Two weeks after a student was found dead in a fraternity house bedroom, Washington State University's fraternities and sororities on Monday night voluntarily banned all Greek social events well into next year in an attempt to tackle widespread alcohol abuse and injuries.

In a four-page statement, the university's Interfraternity and Panhellenic councils, which govern its fraternities and sororities, respectively, noted "a growing problem in regards to alcohol-related incidents in the Greek Community this semester" — including rapes, assaults and hospitalizations — due to "overuse of alcohol and/or drugs by Greek members."

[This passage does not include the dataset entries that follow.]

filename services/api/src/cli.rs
use crate::score::{run_score, ScoreArgs};
use crate::server;
use clap::{Args, Parser, Subcommand};
use jobfiltr_ml::error::AppError;

#[derive(Parser, Debug)]
#[command(
    name = "JobFiltr ML Service",
    about = "Score job postings for scam and ghost-listing risk",
    version
)]
struct Cli {
    #[command(subcommand)]
    command: Option<Command>,
}

#[derive(Subcommand, Debug)]
enum Command {
    /// Start the HTTP service (default command)
    Serve(ServeArgs),
    /// Score a feature bundle from a JSON file and print the prediction
    Score(ScoreArgs),
}

#[derive(Args, Debug, Default)]
pub(crate) struct ServeArgs {
    /// Override the configured host for the HTTP server
    #[arg(long)]
    pub(crate) host: Option<String>,
    /// Override the configured port for the HTTP server
    #[arg(long)]
    pub(crate) port: Option<u16>,
}

pub(crate) async fn run() -> Result<(), AppError> {
    let cli = Cli::parse();
    let command = cli
        .command
        .unwrap_or_else(|| Command::Serve(ServeArgs::default()));

    match command {
        Command::Serve(args) => server::run(args).await,
        Command::Score(args) => run_score(args),
    }
}
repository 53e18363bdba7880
use jobfiltr_ml_api::run;

#[tokio::main]
async fn main() {
    if let Err(err) = run().await {
        eprintln!("application error: {err}");
        std::process::exit(1);
    }
}
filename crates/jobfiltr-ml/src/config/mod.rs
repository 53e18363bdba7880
use std::env;
use std::fmt;
use std::net::{IpAddr, SocketAddr};

use crate::scoring::AttributionMode;

/// Version tag reported when `MODEL_VERSION` is not set.
pub const DEFAULT_MODEL_VERSION: &str = "v1.0.0-dev";

/// Distinguishes runtime behavior for different stages of the service.
#[derive(Debug, Clone, Copy, PartialEq, Eq)]
pub enum AppEnvironment {
    Development,
    Test,
    Production,
}

impl AppEnvironment {
    fn from_str(value: &str) -> Self {
        match value.trim().to_ascii_lowercase().as_str() {
            "prod" | "production" => Self::Production,
            "test" | "ci" => Self::Test,
            _ => Self::Development,
        }
    }
}

/// Top-level configuration for the application.
#[derive(Debug, Clone)]
pub struct AppConfig {
    pub environment: AppEnvironment,
    pub server: ServerConfig,
    pub telemetry: TelemetryConfig,
    pub scoring: ScoringConfig,
}

impl AppConfig {
    pub fn load() -> Result<Self, ConfigError> {
        dotenvy::dotenv().ok();

        let environment = AppEnvironment::from_str(
            &env::var("APP_ENV").unwrap_or_else(|_| "development".to_string()),
        );

        let host = env::var("APP_HOST").unwrap_or_else(|_| "127.0.0.1".to_string());
        let port = env::var("APP_PORT")
            .unwrap_or_else(|_| "8000".to_string())
            .parse::<u16>()
            .map_err(|_| ConfigError::InvalidPort)?;

        let log_level = env::var("APP_LOG_LEVEL").unwrap_or_else(|_| "info".to_string());

        let model_version =
            env::var("MODEL_VERSION").unwrap_or_else(|_| DEFAULT_MODEL_VERSION.to_string());
        let attribution = match env::var("FEATURE_ATTRIBUTION") {
            Ok(raw) => AttributionMode::parse(&raw)
                .ok_or(ConfigError::InvalidAttributionMode { value: raw })?,
            Err(_) => AttributionMode::default(),
        };

        Ok(Self {
            environment,
            server: ServerConfig { host, port },
            telemetry: TelemetryConfig { log_level },
            scoring: ScoringConfig {
                model_version,
                attribution,
            },
        })
    }
}

/// Settings controlling the HTTP server binding.
#[derive(Debug, Clone)]
pub struct ServerConfig {
    pub host: String,
    pub port: u16,
}

impl ServerConfig {
    pub fn socket_addr(&self) -> Result<SocketAddr, ConfigError> {
        if self.host.eq_ignore_ascii_case("localhost") {
            return Ok(SocketAddr::new(IpAddr::from([127, 0, 0, 1]), self.port));
        }

        let ip: IpAddr = self
            .host
            .parse()
            .map_err(|source| ConfigError::InvalidHost { source })?;

        Ok(SocketAddr::new(ip, self.port))
    }
}

/// Tracing and metrics controls.
#[derive(Debug, Clone)]
pub struct TelemetryConfig {
    pub log_level: String,
}

/// Deployment-level knobs for the scoring engine.
#[derive(Debug, Clone, PartialEq, Eq)]
pub struct ScoringConfig {
    pub model_version: String,
    pub attribution: AttributionMode,
}

impl Default for ScoringConfig {
    fn default() -> Self {
        Self {
            model_version: DEFAULT_MODEL_VERSION.to_string(),
            attribution: AttributionMode::default(),
        }
    }
}

#[derive(Debug)]
pub enum ConfigError {
    InvalidPort,
    InvalidHost { source: std::net::AddrParseError },
    InvalidAttributionMode { value: String },
}

impl fmt::Display for ConfigError {
    fn fmt(&self, f: &mut fmt::Formatter<'_>) -> fmt::Result {
        match self {
            ConfigError::InvalidPort => write!(f, "APP_PORT must be a valid u16"),
            ConfigError::InvalidHost { .. } => {
                write!(f, "APP_HOST must parse to an IPv4 or IPv6 address")
            }
            ConfigError::InvalidAttributionMode { value } => write!(
                f,
                "FEATURE_ATTRIBUTION must be 'static' or 'ablation' (found '{value}')"
            ),
        }
    }
}

impl std::error::Error for ConfigError {
    fn source(&self) -> Option<&(dyn std::error::Error + 'static)> {
        match self {
            ConfigError::InvalidPort | ConfigError::InvalidAttributionMode { .. } => None,
            ConfigError::InvalidHost { source } => Some(source),
        }
    }
}
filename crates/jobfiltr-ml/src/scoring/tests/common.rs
use std::collections::BTreeMap;
use std::sync::Arc;

use axum::http::StatusCode;
use axum::response::Response;
use serde_json::Value;

use crate::config::ScoringConfig;
use crate::scoring::attribution::AttributionMode;
use crate::scoring::engine::ScoringEngine;
use crate::scoring::features::{FeatureBundle, FeatureGroup};
use crate::scoring::providers::{
    PlaceholderProvider, ProviderError, ScorerOutput, ScoringInput, SubModelKind,
    SubModelProvider,
};

pub(super) const TOLERANCE: f64 = 1e-9;

pub(super) fn scoring_config() -> ScoringConfig {
    ScoringConfig {
        model_version: "v1.0.0-test".to_string(),
        attribution: AttributionMode::Static,
    }
}

pub(super) fn placeholder_engine() -> ScoringEngine<PlaceholderProvider> {
    ScoringEngine::new(Arc::new(PlaceholderProvider), &scoring_config())
}

pub(super) fn engine_with<P>(provider: P) -> ScoringEngine<P>
where
    P: SubModelProvider + 'static,
{
    ScoringEngine::new(Arc::new(provider), &scoring_config())
}

/// Bundle with every group present but empty.
pub(super) fn empty_bundle() -> FeatureBundle {
    FeatureBundle::default()
}

/// Three severe flags, clean grammar.
pub(super) fn severe_bundle(grammar: f64) -> FeatureBundle {
    FeatureBundle {
        quality_features: FeatureGroup::new().with("grammarQualityScore", grammar),
        red_flag_features: FeatureGroup::new()
            .with("requestsPayment", true)
            .with("guaranteesIncome", true)
            .with("tooGoodToBeTrue", true)
            .with("requestsSSN", false),
        ..FeatureBundle::default()
    }
}

/// Every moderate indicator tripped, no severe ones.
pub(super) fn moderate_bundle() -> FeatureBundle {
    FeatureBundle {
        quality_features: FeatureGroup::new().with("grammarQualityScore", 80),
        content_features: FeatureGroup::new().with("usesGenericEmail", true),
        red_flag_features: FeatureGroup::new()
            .with("hasTrainingFee", true)
            .with("usesGenericEmail", true)
            .with("urgencyKeywords", 3)
            .with("pressureKeywords", 2)
            .with("requestsOffPlatform", true),
        ..FeatureBundle::default()
    }
}

pub(super) fn ghost_bundle() -> FeatureBundle {
    let mut metadata = BTreeMap::new();
    metadata.insert("company".to_string(), Value::from("Northwind"));
    FeatureBundle {
        text_features: FeatureGroup::new().with("sentenceCount", 60),
        quality_features: FeatureGroup::new()
            .with("hasClearResponsibilities", false)
            .with("grammarQualityScore", 88),
        content_features: FeatureGroup::new().with("mentionsSalary", false),
        metadata: Some(metadata),
        job_content: Some("Exciting opportunity, apply now".to_string()),
        ..FeatureBundle::default()
    }
}

/// Provider answering from a fixed table; kinds missing from the table are
/// reported unavailable.
#[derive(Debug, Clone, Default)]
pub(super) struct FixedProvider {
    outputs: BTreeMap<SubModelKind, ScorerOutput>,
    loaded: bool,
}

impl FixedProvider {
    pub(super) fn new(transformer: f64, xgboost: f64, anomaly: f64) -> Self {
        Self::default()
            .with(SubModelKind::Transformer, ScorerOutput::Available(transformer))
            .with(SubModelKind::Xgboost, ScorerOutput::Available(xgboost))
            .with(SubModelKind::Anomaly, ScorerOutput::Available(anomaly))
    }

    pub(super) fn with(mut self, model: SubModelKind, output: ScorerOutput) -> Self {
        self.outputs.insert(model, output);
        self
    }

    pub(super) fn without(mut self, model: SubModelKind) -> Self {
        self.outputs.remove(&model);
        self
    }

    pub(super) fn loaded(mut self) -> Self {
        self.loaded = true;
        self
    }
}

impl SubModelProvider for FixedProvider {
    fn score(
        &self,
        model: SubModelKind,
        _input: &ScoringInput<'_>,
    ) -> Result<ScorerOutput, ProviderError> {
        Ok(self
            .outputs
            .get(&model)
            .copied()
            .unwrap_or(ScorerOutput::Unavailable))
    }

    fn models_loaded(&self) -> bool {
        self.loaded
    }
}

/// Provider whose backends error out for the listed kinds.
pub(super) struct ErroringProvider {
    pub(super) inner: FixedProvider,
    pub(super) failing: Vec<SubModelKind>,
    pub(super) error: ProviderError,
}

impl SubModelProvider for ErroringProvider {
    fn score(
        &self,
        model: SubModelKind,
        input: &ScoringInput<'_>,
    ) -> Result<ScorerOutput, ProviderError> {
        if self.failing.contains(&model) {
            return Err(self.error.clone());
        }
        self.inner.score(model, input)
    }
}

pub(super) fn read_json(body: &[u8]) -> Value {
    serde_json::from_slice(body).expect("valid json body")
}

pub(super) async fn response_json(response: Response) -> (StatusCode, Value) {
    let status = response.status();
    let bytes = axum::body::to_bytes(response.into_body(), usize::MAX)
        .await
        .expect("body readable");
    (status, read_json(&bytes))
}
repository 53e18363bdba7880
use super::features::FeatureSignals;

const VAGUE_DESCRIPTION_WEIGHT: f64 = 0.25;
const EXCESSIVE_LENGTH_WEIGHT: f64 = 0.20;
const MISSING_SALARY_WEIGHT: f64 = 0.15;
const EXCESSIVE_SENTENCE_COUNT: f64 = 50.0;
const GHOST_CAP: f64 = 0.85;

/// Probability the listing is not a genuine, fillable opening.
///
/// Reads only responsibilities clarity, sentence count, and salary mention, none
/// of which feed the scam path.
pub fn ghost_probability(signals: &FeatureSignals) -> f64 {
    let mut probability = 0.0;

    if !signals.quality.has_clear_responsibilities {
        probability += VAGUE_DESCRIPTION_WEIGHT;
    }
    if signals.text.sentence_count > EXCESSIVE_SENTENCE_COUNT {
        probability += EXCESSIVE_LENGTH_WEIGHT;
    }
    if !signals.content.mentions_salary {
        probability += MISSING_SALARY_WEIGHT;
    }

    f64::min(probability, GHOST_CAP)
}

#[cfg(test)]
mod tests {
    use super::*;

    #[test]
    fn defaults_only_penalize_missing_salary() {
        let probability = ghost_probability(&FeatureSignals::default());
        assert!((probability - 0.15).abs() < 1e-9);
    }

    #[test]
    fn all_ghost_signals_accumulate() {
        let mut signals = FeatureSignals::default();
        signals.quality.has_clear_responsibilities = false;
        signals.text.sentence_count = 60.0;
        let probability = ghost_probability(&signals);
        assert!((probability - 0.60).abs() < 1e-9);
    }

    #[test]
    fn sentence_threshold_is_strict() {
        let mut signals = FeatureSignals::default();
        signals.content.mentions_salary = true;
        signals.text.sentence_count = 50.0;
        assert_eq!(ghost_probability(&signals), 0.0);
        signals.text.sentence_count = 51.0;
        assert!((ghost_probability(&signals) - 0.20).abs() < 1e-9);
    }

    #[test]
    fn scam_signals_do_not_leak_into_ghost_score() {
        let baseline = ghost_probability(&FeatureSignals::default());
        let mut signals = FeatureSignals::default();
        signals.red_flags.requests_payment = true;
        signals.red_flags.urgency_keywords = 9.0;
        signals.quality.grammar_quality_score = 10.0;
        assert_eq!(ghost_probability(&signals), baseline);
    }

    #[test]
    fn never_exceeds_cap() {
        for vague in [false, true] {
            for sentences in [0.0, 51.0, 500.0] {
                for salary in [false, true] {
                    let mut signals = FeatureSignals::default();
                    signals.quality.has_clear_responsibilities = !vague;
                    signals.text.sentence_count = sentences;
                    signals.content.mentions_salary = salary;
                    assert!(ghost_probability(&signals) <= 0.85);
                }
            }
        }
    }
}
use crate::config::TelemetryConfig;
use tracing_subscriber::filter::ParseError;
use tracing_subscriber::EnvFilter;

/// Failure while installing the global tracing subscriber.
#[derive(Debug, thiserror::Error)]
pub enum TelemetryError {
    #[error("invalid log level/filter '{value}': unable to build EnvFilter")]
    EnvFilter {
        value: String,
        #[source]
        source: ParseError,
    },
    #[error("telemetry error: {0}")]
    Subscriber(#[source] Box<dyn std::error::Error + Send + Sync>),
}

/// `RUST_LOG` takes precedence over the configured level.
fn build_filter(config: &TelemetryConfig) -> Result<EnvFilter, TelemetryError> {
    match EnvFilter::try_from_default_env() {
        Ok(filter) => Ok(filter),
        Err(_) => {
            EnvFilter::try_new(&config.log_level).map_err(|source| TelemetryError::EnvFilter {
                value: config.log_level.clone(),
                source,
            })
        }
    }
}

pub fn init(config: &TelemetryConfig) -> Result<(), TelemetryError> {
    let env_filter = build_filter(config)?;

    tracing_subscriber::fmt()
        .with_env_filter(env_filter)
        .with_target(false)
        .compact()
        .with_ansi(false)
        .try_init()
        .map_err(TelemetryError::Subscriber)
}
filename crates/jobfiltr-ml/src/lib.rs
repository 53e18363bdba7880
pub mod config;
pub mod error;
pub mod scoring;
pub mod telemetry;
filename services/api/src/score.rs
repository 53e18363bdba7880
use crate::infra::{build_engine, parse_bundle};
use clap::Args;
use jobfiltr_ml::config::AppConfig;
use jobfiltr_ml::error::AppError;
use jobfiltr_ml::scoring::PredictionResult;
use std::fmt::Write as _;
use std::path::PathBuf;

#[derive(Args, Debug)]
pub(crate) struct ScoreArgs {
    /// JSON file holding a prediction request or a bare feature bundle
    #[arg(long)]
    pub(crate) features: PathBuf,
    /// Pretty-print the prediction payload
    #[arg(long)]
    pub(crate) pretty: bool,
}

pub(crate) fn run_score(args: ScoreArgs) -> Result<(), AppError> {
    let ScoreArgs { features, pretty } = args;

    let config = AppConfig::load()?;
    let raw = std::fs::read_to_string(&features)?;
    let bundle = parse_bundle(&raw)?;

    let engine = build_engine(&config.scoring);
    let result = engine.predict(&bundle)?;

    eprint!("{}", render_prediction(&result));
    let payload = if pretty {
        serde_json::to_string_pretty(&result)?
    } else {
        serde_json::to_string(&result)?
    };
    println!("{payload}");

    Ok(())
}

/// Human-readable summary. Written to stderr so stdout carries only the JSON
/// payload.
fn render_prediction(result: &PredictionResult) -> String {
    let mut report = format!("Posting risk assessment ({})\n", result.model_version);
    let _ = writeln!(
        report,
        "- Scam risk: {:.1}% ({})",
        result.scam_probability * 100.0,
        result.scam_risk()
    );
    let _ = writeln!(
        report,
        "- Ghost job risk: {:.1}% ({})",
        result.ghost_probability * 100.0,
        result.ghost_risk()
    );
    let _ = writeln!(report, "- Model confidence: {:.1}%", result.confidence * 100.0);

    report.push_str("Sub-model scores\n");
    let scores = &result.model_scores;
    for (label, value) in [
        ("Transformer", scores.transformer),
        ("Gradient boosting", scores.xgboost),
        ("Anomaly detection", scores.anomaly),
        ("Language model", scores.llm),
    ] {
        match value {
            Some(value) => {
                let _ = writeln!(report, "- {label}: {:.1}%", value * 100.0);
            }
            None => {
                let _ = writeln!(report, "- {label}: unavailable");
            }
        }
    }

    if result.feature_importance.is_empty() {
        report.push_str("Contributing signals: none\n");
    } else {
        report.push_str("Contributing signals\n");
        for entry in &result.feature_importance {
            let _ = writeln!(report, "- {}: {:.3}", entry.feature, entry.importance);
        }
    }
    let _ = writeln!(report, "Scored in {:.2} ms", result.inference_time);
    report
}
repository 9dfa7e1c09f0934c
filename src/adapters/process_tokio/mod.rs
//! Tokio process runner
//!
//! Spawns ffmpeg/ffprobe with `tokio::process`. Stdout can be streamed line by
//! line while stderr is drained concurrently so neither pipe fills up.

use async_trait::async_trait;
use std::process::Stdio;
use tokio::io::{AsyncBufReadExt, AsyncReadExt, BufReader};
use tokio::process::Command;
use tracing::{debug, warn};

use crate::domain::errors::*;
use crate::ports::*;

/// Process runner backed by `tokio::process::Command`
#[derive(Debug, Clone, Default)]
pub struct TokioProcessRunner;

impl TokioProcessRunner {
    pub fn new() -> Self {
        Self
    }

    fn command(invocation: &ProcessInvocation) -> Command {
        let mut command = Command::new(&invocation.program);
        command
            .args(&invocation.args)
            .stdin(Stdio::null())
            .stdout(Stdio::piped())
            .stderr(Stdio::piped())
            .kill_on_drop(true);
        command
    }

    fn spawn_error(invocation: &ProcessInvocation, err: std::io::Error) -> DomainError {
        DomainError::Spawn {
            program: invocation.program.to_string_lossy().to_string(),
            message: err.to_string(),
        }
    }
}

#[async_trait]
impl ProcessRunner for TokioProcessRunner {
    async fn run(&self, invocation: &ProcessInvocation) -> Result<ProcessOutput, DomainError> {
        debug!(program = %invocation.program.display(), args = ?invocation.args, "Running process");

        let output = Self::command(invocation)
            .output()
            .await
            .map_err(|e| Self::spawn_error(invocation, e))?;

        Ok(ProcessOutput {
            exit_code: output.status.code(),
            stdout: String::from_utf8_lossy(&output.stdout).to_string(),
            stderr: String::from_utf8_lossy(&output.stderr).to_string(),
        })
    }

    async fn run_streaming(
        &self,
        invocation: &ProcessInvocation,
        on_line: &mut (dyn for<'a> FnMut(&'a str) + Send),
    ) -> Result<ProcessOutput, DomainError> {
        debug!(program = %invocation.program.display(), args = ?invocation.args, "Running process (streaming)");

        let mut child = Self::command(invocation)
            .spawn()
            .map_err(|e| Self::spawn_error(invocation, e))?;

        let stderr = child.stderr.take();
        let stderr_task = tokio::spawn(async move {
            let mut buffer = String::new();
            if let Some(mut stderr) = stderr {
                let _ = stderr.read_to_string(&mut buffer).await;
            }
            buffer
        });

        let mut stdout_log = String::new();
        if let Some(stdout) = child.stdout.take() {
            let mut reader = BufReader::new(stdout);
            let mut raw = Vec::new();
            loop {
                raw.clear();
                match reader.read_until(b'\n', &mut raw).await {
                    Ok(0) => break,
                    Ok(_) => {
                        // Encoders may emit non-UTF-8 metadata; keep reading regardless
                        let decoded = String::from_utf8_lossy(&raw);
                        let line = decoded.trim_end_matches(['\n', '\r']);
                        on_line(line);
                        stdout_log.push_str(line);
                        stdout_log.push('\n');
                    }
                    Err(e) => {
                        warn!(program = %invocation.program.display(), "Stopped reading stdout: {}", e);
                        break;
                    }
                }
            }
        }

        let status = child
            .wait()
            .await
            .map_err(|e| Self::spawn_error(invocation, e))?;
        let stderr = stderr_task.await.unwrap_or_default();

        Ok(ProcessOutput {
            exit_code: status.code(),
            stdout: stdout_log,
            stderr,
        })
    }
}
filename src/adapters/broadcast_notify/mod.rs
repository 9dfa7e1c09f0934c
// Broadcast notifier - Fans task snapshots out to in-process subscribers

use tokio::sync::broadcast;

use crate::domain::model::Task;
use crate::ports::NotifyPort;

/// Snapshot publisher over a `tokio::sync::broadcast` channel.
///
/// Slow subscribers may observe `Lagged` and skip snapshots; every snapshot is
/// the full list, so the latest one received is always complete.
#[derive(Debug, Clone)]
pub struct BroadcastNotifier {
    sender: broadcast::Sender<Vec<Task>>,
}

impl BroadcastNotifier {
    pub fn new(capacity: usize) -> Self {
        let (sender, _) = broadcast::channel(capacity);
        Self { sender }
    }

    pub fn subscribe(&self) -> broadcast::Receiver<Vec<Task>> {
        self.sender.subscribe()
    }
}

impl Default for BroadcastNotifier {
    fn default() -> Self {
        Self::new(256)
    }
}

impl NotifyPort for BroadcastNotifier {
    fn publish(&self, snapshot: &[Task]) {
        // No subscribers is not an error
        let _ = self.sender.send(snapshot.to_vec());
    }
}
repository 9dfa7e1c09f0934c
// Export interactor - Keyframe-aligned multi-range export with lossless concat

use std::path::{Path, PathBuf};
use std::sync::Arc;

use tracing::{debug, info, warn};

use crate::domain::errors::*;
use crate::domain::model::*;
use crate::planner::SegmentPlanner;
use crate::ports::*;
use crate::utils::fs::{move_file, replace_with_archive, timestamp_token};

const MANIFEST_NAME: &str = "concat_list.txt";
const FALLBACK_EXTENSION: &str = "mp4";

/// Interactor for the segment export use case
pub struct ExportInteractor {
    probe_port: Arc<dyn ProbePort>,
    execute_port: Arc<dyn ExecutePort>,
    storage_port: Arc<dyn StoragePort>,
    planner: SegmentPlanner,
}

impl ExportInteractor {
    /// Create new export interactor with injected ports
    pub fn new(
        probe_port: Arc<dyn ProbePort>,
        execute_port: Arc<dyn ExecutePort>,
        storage_port: Arc<dyn StoragePort>,
        planner: SegmentPlanner,
    ) -> Self {
        Self {
            probe_port,
            execute_port,
            storage_port,
            planner,
        }
    }

    /// Cut the requested ranges out of the source and join them.
    ///
    /// Without an output path the source is replaced in place and the
    /// original goes to the edited directory.
    pub async fn export(&self, request: ExportRequest) -> Result<ExportReport, DomainError> {
        let ranges = validate_ranges(&request.ranges)?;
        let source = std::path::absolute(&request.source_path)
            .map_err(|e| DomainError::fs("resolve", &request.source_path, e))?;
        tokio::fs::metadata(&source)
            .await
            .map_err(|e| DomainError::fs("read", &source, e))?;

        let output_path = match request.output_path {
            Some(output) => {
                let output = std::path::absolute(&output)
                    .map_err(|e| DomainError::fs("resolve", &output, e))?;
                if is_same_file(&source, &output).await {
                    None
                } else {
                    Some(output)
                }
            }
            None => None,
        };

        info!(
            path = %source.display(),
            ranges = ranges.len(),
            in_place = output_path.is_none(),
            "Starting export"
        );

        let work_root = self.storage_port.export_work_directory().await?;
        let work_dir = work_root.join(format!("{}_{}", file_stem_of(&source), timestamp_token()));
        tokio::fs::create_dir_all(&work_dir)
            .await
            .map_err(|e| DomainError::fs("create directory", &work_dir, e))?;

        let result = self
            .export_in(&source, &ranges, output_path.as_deref(), &work_dir)
            .await;

        if let Err(e) = tokio::fs::remove_dir_all(&work_dir).await {
            debug!(path = %work_dir.display(), "Work directory cleanup failed: {}", e);
        }

        if let Ok(report) = &result {
            info!(
                output = %report.output_path.display(),
                duration = report.duration,
                "Export completed"
            );
        }
        result
    }

    async fn export_in(
        &self,
        source: &Path,
        ranges: &[TimeRange],
        output_path: Option<&Path>,
        work_dir: &Path,
    ) -> Result<ExportReport, DomainError> {
        let keyframes = self.probe_port.probe_keyframes(source).await?;
        if keyframes.is_empty() {
            warn!(path = %source.display(), "No keyframes found, cutting at the requested times");
        }

        let physical: Vec<PhysicalRange> = ranges
            .iter()
            .map(|range| cover_request(self.planner.plan(&keyframes, range.start, range.end), range))
            .collect();

        let extension = source
            .extension()
            .map(|ext| ext.to_string_lossy().to_string())
            .unwrap_or_else(|| FALLBACK_EXTENSION.to_string());

        let mut segments = Vec::with_capacity(physical.len());
        for (index, range) in physical.iter().enumerate() {
            let segment = work_dir.join(format!("seg_{}.{}", index, extension));
            debug!(
                index,
                start = range.physical_start,
                duration = range.duration(),
                "Extracting segment"
            );
            self.execute_port
                .extract_segment(source, range.physical_start, range.duration(), &segment)
                .await?;
            segments.push(segment);
        }

        let manifest = work_dir.join(MANIFEST_NAME);
        tokio::fs::write(&manifest, concat_manifest(&segments))
            .await
            .map_err(|e| DomainError::fs("write", &manifest, e))?;

        let joined = work_dir.join(display_name_of(source));
        self.execute_port.concat_files(&manifest, &joined).await?;

        let (final_path, archived_original) = match output_path {
            Some(output) => {
                if let Some(parent) = output.parent().filter(|p| !p.as_os_str().is_empty()) {
                    tokio::fs::create_dir_all(parent)
                        .await
                        .map_err(|e| DomainError::fs("create directory", parent, e))?;
                }
                move_file(&joined, output).await?;
                (output.to_path_buf(), None)
            }
            None => {
                let edited = self.storage_port.edited_directory().await?;
                let archived = replace_with_archive(source, &joined, &edited).await?;
                (source.to_path_buf(), Some(archived))
            }
        };

        let duration = physical.iter().map(PhysicalRange::duration).sum();
        Ok(ExportReport {
            output_path: final_path,
            archived_original,
            ranges: physical,
            duration,
        })
    }
}

fn validate_ranges(ranges: &[TimeRange]) -> Result<Vec<TimeRange>, DomainError> {
    if ranges.is_empty() {
        return Err(DomainError::BadArgs(
            "At least one time range is required".to_string(),
        ));
    }
    ranges
        .iter()
        .map(|range| TimeRange::new(range.start, range.end))
        .collect()
}

/// Stretch a planned cut so it contains the whole request. Only matters when
/// the request reaches outside the first or last keyframe.
fn cover_request(planned: PhysicalRange, requested: &TimeRange) -> PhysicalRange {
    let physical_start = planned.physical_start.min(requested.start);
    PhysicalRange {
        physical_start,
        physical_end: planned.physical_end.max(requested.end),
        logical_offset: requested.start - physical_start,
    }
}

/// Concat demuxer input: one `file '<path>'` line per segment
pub fn concat_manifest(segments: &[PathBuf]) -> String {
    segments
        .iter()
        .map(|segment| {
            let escaped = segment.to_string_lossy().replace('\'', r"'\''");
            format!("file '{}'\n", escaped)
        })
        .collect()
}

/// Whether `output` names the source file, under any spelling
async fn is_same_file(source: &Path, output: &Path) -> bool {
    if source == output {
        return true;
    }
    // A path that does not exist yet cannot be the existing source
    match (
        tokio::fs::canonicalize(source).await,
        tokio::fs::canonicalize(output).await,
    ) {
        (Ok(source), Ok(output)) => source == output,
        _ => false,
    }
}

fn file_stem_of(path: &Path) -> String {
    path.file_stem()
        .map(|stem| stem.to_string_lossy().to_string())
        .unwrap_or_else(|| "export".to_string())
}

The ban on "all social events hosted by fraternities and sororities on campus, regardless of the presence of alcohol," went into effect immediately Monday night, the councils said. It is scheduled to remain in place until the spring semester, which begins in April.

The Interfraternity Council confirmed Monday night that the statement, which was circulated on social media, was authentic. University President Kirk Schulz stressed Monday night that the decision was made by the Greek councils themselves, not by the university administration.

The ban comes exactly two weeks after Brock Danual Scott Lindberg, a 21-year-old junior, was found dead in a bedroom at the Pi Kappa Phi fraternity house on Oct. 24, according to Pullman police. No cause of death has been released. The fraternity was suspended.

Related: College Students Say 'Drunkorexia' Is More Than a Buzzword

An 18-year-old woman told police she was raped at the Lambda Chi Alpha fraternity house in an alcohol-related incident Sept. 30, the Daily Evergreen student newspaper reported, quoting Pullman police. Two more rapes were reported in the area known as Greek row over the Halloween weekend, the newspaper reported.

"It is necessary to understand that although incidents like these may hurt the image of an individual chapter, they also greatly degrade the perception and credibility of Greek Life at Washington State University," the Greek councils said Monday night. "With the current negative reputation our community possesses, it is needless to say that the future of Greek Life at this institution is in jeopardy."

Colleges and universities across the country have been struggling to get a handle on crimes, injuries and deaths — many of them related to alcohol — involving Greek organizations:

  • Sigma Alpha Epsilon fraternity at the University of Southern Mississippi was suspended Monday after campus police received multiple reports of unspecified alcohol-related violations at a fraternity event on Saturday, NBC station WDAM of Hattiesburg reported.
  • Pi Kappa Alpha fraternity at Texas State University in San Marcos voluntarily suspended all operations last week after a student was found dead after a fraternity party at an off-campus ranch, NBC station KXAN of Austin reported.
  • The University of California-Berkeley briefly banned all Greek parties last month after police received two reports of sexual assaults at fraternity functions. Police praised the university for "recognizing the problems that alcohol often contribute," NBC Bay Area reported.
  • The charter of Sigma Nu fraternity at the College of Charleston in South Carolina was revoked last month after national fraternity officials raised concerns about drugs, alcohol and hazing violations. It was the third fraternity at the college to have been disciplined this semester, the Post and Courier newspaper reported.
  • The charter of Alpha Phi sorority at the University of Rhode Island — which was already on probation — was revoked for five years last month for an unspecified "violation of school policy involving alcohol," The Associated Press reported.
  • Lambda Chi Alpha fraternity at Georgetown College in Kentucky was placed under severe restrictions on its activities in August after a student died when he tried to jump from a third-floor stairwell at the fraternity's house, NBC station WLEX of Lexington reported. Police said alcohol appeared to have been a factor.